Gay candidates running in the NSW election will run the political gamut from the conventional to the decidedly edgy.
The Star Observer spoke with the ALP candidate for Sydney, Sacha Blumen, at GetUp!’s marriage equality TV commercial launch last week. Blumen, who moved to Sydney from Brisbane with his partner in 2000, said he was a proud member of Rainbow Labor and would work within the party for marriage equality.
At a state level he supported ending exemptions from anti-discrimination laws that allow businesses owned by religious groups to refuse to hire, fire, and refuse services to GLBT people.
“There shouldn’t be discrimination in terms of employment or education on the basis of sexuality, on relationship status, gender, transgender status — and that should be for private schools and religious schools that receive public funding,” Blumen said.
However, his campaign would focus on local needs.
“This election is all about the best MP for the area,” he said, “I’m putting myself forward to act on local issues and for the local people.”
Blumen suggested violence around licensed premises, traffic congestion and public transport as major concerns.
“We need very strong enforcement of the liquor laws as they currently are around responsible service of alcohol,” he said.
“We need councils, the police and premises owners to work cooperatively to come up with targeted measures for each area that can improve safety and reduce the impact on local amenity.”
On the edgier end of the spectrum sits Sydney postman Stuart Baanstra, who is running for the Legislative Council.
An out and proud gay nudist, he said he was campaigning for “the right to be nude anywhere at any time”.

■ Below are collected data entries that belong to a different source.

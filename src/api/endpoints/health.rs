//! Service index and health check.

use axum::extract::State;
use axum::Json;
use serde::Serialize;

use crate::api::error::ApiError;
use crate::api::router::RESOURCES;
use crate::api::types::ApiContext;
use crate::config::{APP_NAME, APP_VERSION};

#[derive(Serialize)]
pub struct IndexResponse {
    pub name: &'static str,
    pub version: &'static str,
    pub resources: Vec<String>,
}

/// `GET /api`: what this server exposes.
pub async fn index() -> Json<IndexResponse> {
    Json(IndexResponse {
        name: APP_NAME,
        version: APP_VERSION,
        resources: RESOURCES.iter().map(|r| format!("/api/{r}")).collect(),
    })
}

#[derive(Serialize)]
pub struct HealthResponse {
    pub status: &'static str,
    pub version: &'static str,
}

/// `GET /api/health`: answers only once storage responds.
pub async fn check(State(ctx): State<ApiContext>) -> Result<Json<HealthResponse>, ApiError> {
    ctx.db
        .ping()
        .await
        .map_err(|e| ApiError::from(e).during("Storage unavailable"))?;

    Ok(Json(HealthResponse {
        status: "ok",
        version: APP_VERSION,
    }))
}

/// Fallback for unknown routes.
pub async fn not_found() -> ApiError {
    ApiError::NotFound("Route not found".into())
}
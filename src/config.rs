use std::net::{IpAddr, Ipv4Addr, SocketAddr};
use std::path::PathBuf;

/// Application-level constants
pub const APP_NAME: &str = "clinic-api";
pub const APP_VERSION: &str = env!("CARGO_PKG_VERSION");

pub const DEFAULT_PORT: u16 = 3000;
const DEFAULT_HOST: IpAddr = IpAddr::V4(Ipv4Addr::LOCALHOST);

const ENV_HOST: &str = "CLINIC_HOST";
const ENV_PORT: &str = "CLINIC_PORT";
const ENV_DATABASE_PATH: &str = "CLINIC_DATABASE_PATH";
const ENV_LOG: &str = "CLINIC_LOG";

#[derive(Debug, thiserror::Error)]
pub enum ConfigError {
    #[error("Invalid {var}: {value:?} ({reason})")]
    InvalidValue {
        var: &'static str,
        value: String,
        reason: String,
    },
    #[error("Cannot determine home directory; set {ENV_DATABASE_PATH}")]
    NoHomeDir,
}

/// Get the application data directory
/// ~/ClinicApi/ on all platforms
pub fn app_data_dir() -> Option<PathBuf> {
    dirs::home_dir().map(|home| home.join("ClinicApi"))
}

/// Default `tracing` filter when neither `RUST_LOG` nor `CLINIC_LOG` is set.
pub fn default_log_filter() -> &'static str {
    "clinic_api=info,tower_http=info"
}

/// Runtime settings, read once at startup.
#[derive(Debug, Clone, PartialEq)]
pub struct ServerConfig {
    pub host: IpAddr,
    pub port: u16,
    pub database_path: PathBuf,
    pub log_filter: String,
}

impl ServerConfig {
    pub fn from_env() -> Result<Self, ConfigError> {
        Self::from_lookup(|key| std::env::var(key).ok())
    }

    /// Build from an arbitrary variable source. Unset and blank values
    /// fall back to defaults.
    pub fn from_lookup<F>(lookup: F) -> Result<Self, ConfigError>
    where
        F: Fn(&str) -> Option<String>,
    {
        let get = |key: &str| lookup(key).filter(|v| !v.trim().is_empty());

        let host = match get(ENV_HOST) {
            Some(value) => value.trim().parse::<IpAddr>().map_err(|e| {
                ConfigError::InvalidValue {
                    var: ENV_HOST,
                    value,
                    reason: e.to_string(),
                }
            })?,
            None => DEFAULT_HOST,
        };

        let port = match get(ENV_PORT) {
            Some(value) => value.trim().parse::<u16>().map_err(|e| {
                ConfigError::InvalidValue {
                    var: ENV_PORT,
                    value,
                    reason: e.to_string(),
                }
            })?,
            None => DEFAULT_PORT,
        };

        let database_path = match get(ENV_DATABASE_PATH) {
            Some(value) => PathBuf::from(value),
            None => app_data_dir().ok_or(ConfigError::NoHomeDir)?.join("clinic.db"),
        };

        let log_filter = get(ENV_LOG).unwrap_or_else(|| default_log_filter().to_string());

        Ok(Self {
            host,
            port,
            database_path,
            log_filter,
        })
    }

    pub fn socket_addr(&self) -> SocketAddr {
        SocketAddr::new(self.host, self.port)
    }
}
//! API router.
//!
//! Returns a composable `Router` with every resource nested under `/api/`.
//! Layers (outermost → innermost): CORS → request tracing → handler.

use axum::routing::get;
use axum::Router;
use tower_http::cors::CorsLayer;
use tower_http::trace::TraceLayer;

use crate::api::endpoints;
use crate::api::resource::resource_router;
use crate::api::types::ApiContext;
use crate::models::{
    Doctor, DoctorHistory, Drug, Hospital, HospitalAffiliation, InsuranceCompany, OfficeVisit,
    Patient, Prescription,
};

/// Path segments mounted under `/api/`, in the order they are nested.
pub const RESOURCES: &[&str] = &[
    "patients",
    "doctors",
    "doctorhistories",
    "drugs",
    "hospitalAffiliations",
    "hospitals",
    "insuranceCompanies",
    "officeVisits",
    "prescriptions",
];

/// Build the API router around an already opened storage client.
pub fn api_router(ctx: ApiContext) -> Router {
    Router::new()
        .route("/api", get(endpoints::health::index))
        .route("/api/health", get(endpoints::health::check))
        .nest("/api/patients", resource_router::<Patient>())
        .nest("/api/doctors", resource_router::<Doctor>())
        .nest("/api/doctorhistories", resource_router::<DoctorHistory>())
        .nest("/api/drugs", resource_router::<Drug>())
        .nest("/api/hospitalAffiliations", resource_router::<HospitalAffiliation>())
        .nest("/api/hospitals", resource_router::<Hospital>())
        .nest("/api/insuranceCompanies", resource_router::<InsuranceCompany>())
        .nest("/api/officeVisits", resource_router::<OfficeVisit>())
        .nest("/api/prescriptions", resource_router::<Prescription>())
        .fallback(endpoints::health::not_found)
        .with_state(ctx)
        .layer(TraceLayer::new_for_http())
        .layer(CorsLayer::permissive())
}
//! `/api/insuranceCompanies`

use rusqlite::Connection;

use crate::api::error::ApiError;
use crate::api::resource::Resource;
use crate::models::{InsuranceCompany, InsuranceCompanyInput};

impl Resource for InsuranceCompany {
    const LABEL: &'static str = "Insurance company";
    const PLURAL: &'static str = "insurance companies";
    const KEY_PATH: &'static str = "/:id";

    type Input = InsuranceCompanyInput;

    fn build(_conn: &Connection, input: InsuranceCompanyInput) -> Result<Self, ApiError> {
        Ok(InsuranceCompany::from_input(input)?)
    }

    fn merge(
        _conn: &Connection,
        mut existing: Self,
        input: InsuranceCompanyInput,
    ) -> Result<Self, ApiError> {
        existing.apply(input);
        existing.validate()?;
        Ok(existing)
    }
}
use chrono::Utc;
use rusqlite::{params, Connection, OptionalExtension, Row};

use super::Repository;
use crate::db::DatabaseError;
use crate::models::InsuranceCompany;

fn insurance_company_from_row(row: &Row<'_>) -> rusqlite::Result<InsuranceCompany> {
    Ok(InsuranceCompany {
        id: row.get(0)?,
        name: row.get(1)?,
        phone: row.get(2)?,
        created_at: row.get(3)?,
        updated_at: row.get(4)?,
    })
}

pub fn insert_insurance_company(
    conn: &Connection,
    company: &InsuranceCompany,
) -> Result<i64, DatabaseError> {
    conn.execute(
        "INSERT INTO insurance_companies (name, phone, created_at, updated_at)
         VALUES (?1, ?2, ?3, ?4)",
        params![company.name, company.phone, company.created_at, company.updated_at],
    )
    .map_err(DatabaseError::from_write)?;
    Ok(conn.last_insert_rowid())
}

pub fn get_insurance_company(
    conn: &Connection,
    id: i64,
) -> Result<Option<InsuranceCompany>, DatabaseError> {
    Ok(conn
        .query_row(
            "SELECT id, name, phone, created_at, updated_at
             FROM insurance_companies WHERE id = ?1",
            params![id],
            insurance_company_from_row,
        )
        .optional()?)
}

pub fn get_all_insurance_companies(
    conn: &Connection,
) -> Result<Vec<InsuranceCompany>, DatabaseError> {
    let mut stmt = conn.prepare(
        "SELECT id, name, phone, created_at, updated_at
         FROM insurance_companies ORDER BY id",
    )?;
    let rows = stmt.query_map([], insurance_company_from_row)?;
    rows.map(|r| r.map_err(DatabaseError::from)).collect()
}

pub fn update_insurance_company(
    conn: &Connection,
    company: &InsuranceCompany,
) -> Result<(), DatabaseError> {
    let changed = conn
        .execute(
            "UPDATE insurance_companies SET name = ?2, phone = ?3, updated_at = ?4
             WHERE id = ?1",
            params![company.id, company.name, company.phone, company.updated_at],
        )
        .map_err(DatabaseError::from_write)?;
    if changed == 0 {
        return Err(DatabaseError::NotFound {
            entity_type: "InsuranceCompany".into(),
            id: company.id.to_string(),
        });
    }
    Ok(())
}

pub fn delete_insurance_company(conn: &Connection, id: i64) -> Result<(), DatabaseError> {
    conn.execute("DELETE FROM insurance_companies WHERE id = ?1", params![id])
        .map_err(DatabaseError::from_write)?;
    Ok(())
}

impl Repository for InsuranceCompany {
    type Key = i64;
    type Detail = InsuranceCompany;

    fn key(&self) -> i64 {
        self.id
    }

    fn find_all(conn: &Connection) -> Result<Vec<Self>, DatabaseError> {
        get_all_insurance_companies(conn)
    }

    fn find_one(conn: &Connection, key: &i64) -> Result<Option<Self>, DatabaseError> {
        get_insurance_company(conn, *key)
    }

    fn insert(conn: &Connection, mut entity: Self) -> Result<Self, DatabaseError> {
        let now = Utc::now();
        entity.created_at = now;
        entity.updated_at = now;
        entity.id = insert_insurance_company(conn, &entity)?;
        Ok(entity)
    }

    fn update(conn: &Connection, mut entity: Self) -> Result<Self, DatabaseError> {
        entity.updated_at = Utc::now();
        update_insurance_company(conn, &entity)?;
        Ok(entity)
    }

    fn delete(conn: &Connection, key: &i64) -> Result<(), DatabaseError> {
        delete_insurance_company(conn, *key)
    }

    fn with_relations(_conn: &Connection, entity: Self) -> Result<Self, DatabaseError> {
        Ok(entity)
    }
}
use chrono::{DateTime, Utc};
use serde::{Deserialize, Serialize};

use super::field::{is_blank, Field};
use super::ValidationError;

pub const INSURANCE_COMPANY_REQUIRED_FIELDS: &str =
    "Insurance company has to have a name and phone number";

#[derive(Debug, Clone, PartialEq, Serialize, Deserialize)]
#[serde(rename_all = "camelCase")]
pub struct InsuranceCompany {
    pub id: i64,
    pub name: String,
    pub phone: String,
    pub created_at: DateTime<Utc>,
    pub updated_at: DateTime<Utc>,
}

#[derive(Debug, Default, Deserialize)]
#[serde(rename_all = "camelCase", default)]
pub struct InsuranceCompanyInput {
    pub name: Field<String>,
    pub phone: Field<String>,
}

impl InsuranceCompany {
    pub fn from_input(input: InsuranceCompanyInput) -> Result<Self, ValidationError> {
        let now = Utc::now();
        let mut company = InsuranceCompany {
            id: 0,
            name: String::new(),
            phone: String::new(),
            created_at: now,
            updated_at: now,
        };
        company.apply(input);
        company.validate()?;
        Ok(company)
    }

    pub fn apply(&mut self, input: InsuranceCompanyInput) {
        input.name.apply_text(&mut self.name);
        input.phone.apply_text(&mut self.phone);
    }

    pub fn validate(&self) -> Result<(), ValidationError> {
        if is_blank(&self.name) || is_blank(&self.phone) {
            return Err(ValidationError::new(INSURANCE_COMPANY_REQUIRED_FIELDS));
        }
        Ok(())
    }
}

“I don’t believe nudity is offensive, and just as nudists are quite prepared to be naked in front of other nudists, I think people who are clothed should accept that — though I’d never say that people who are clothed should have to be nude themselves.”
Baanstra rejected suggestions that wanting to live nude in public might have more to do with being seen to be nude than being nude itself.
“That suggests that there’s something wrong with nudity and I don’t think there is,” he said. “It’s not a question of being an exhibitionist — it’s simply being yourself.”
Baanstra agreed hygiene could be an issue on public transport but thought creative solutions could be found.
“There could be a paper-towel dispenser on the bus — you take a towel out, put it on the seat, and when you get off there’s a bin to dispose of it.”
Baanstra conceded that his ideas were not mainstream among nudists and expected the GLBT community to be divided on the issue.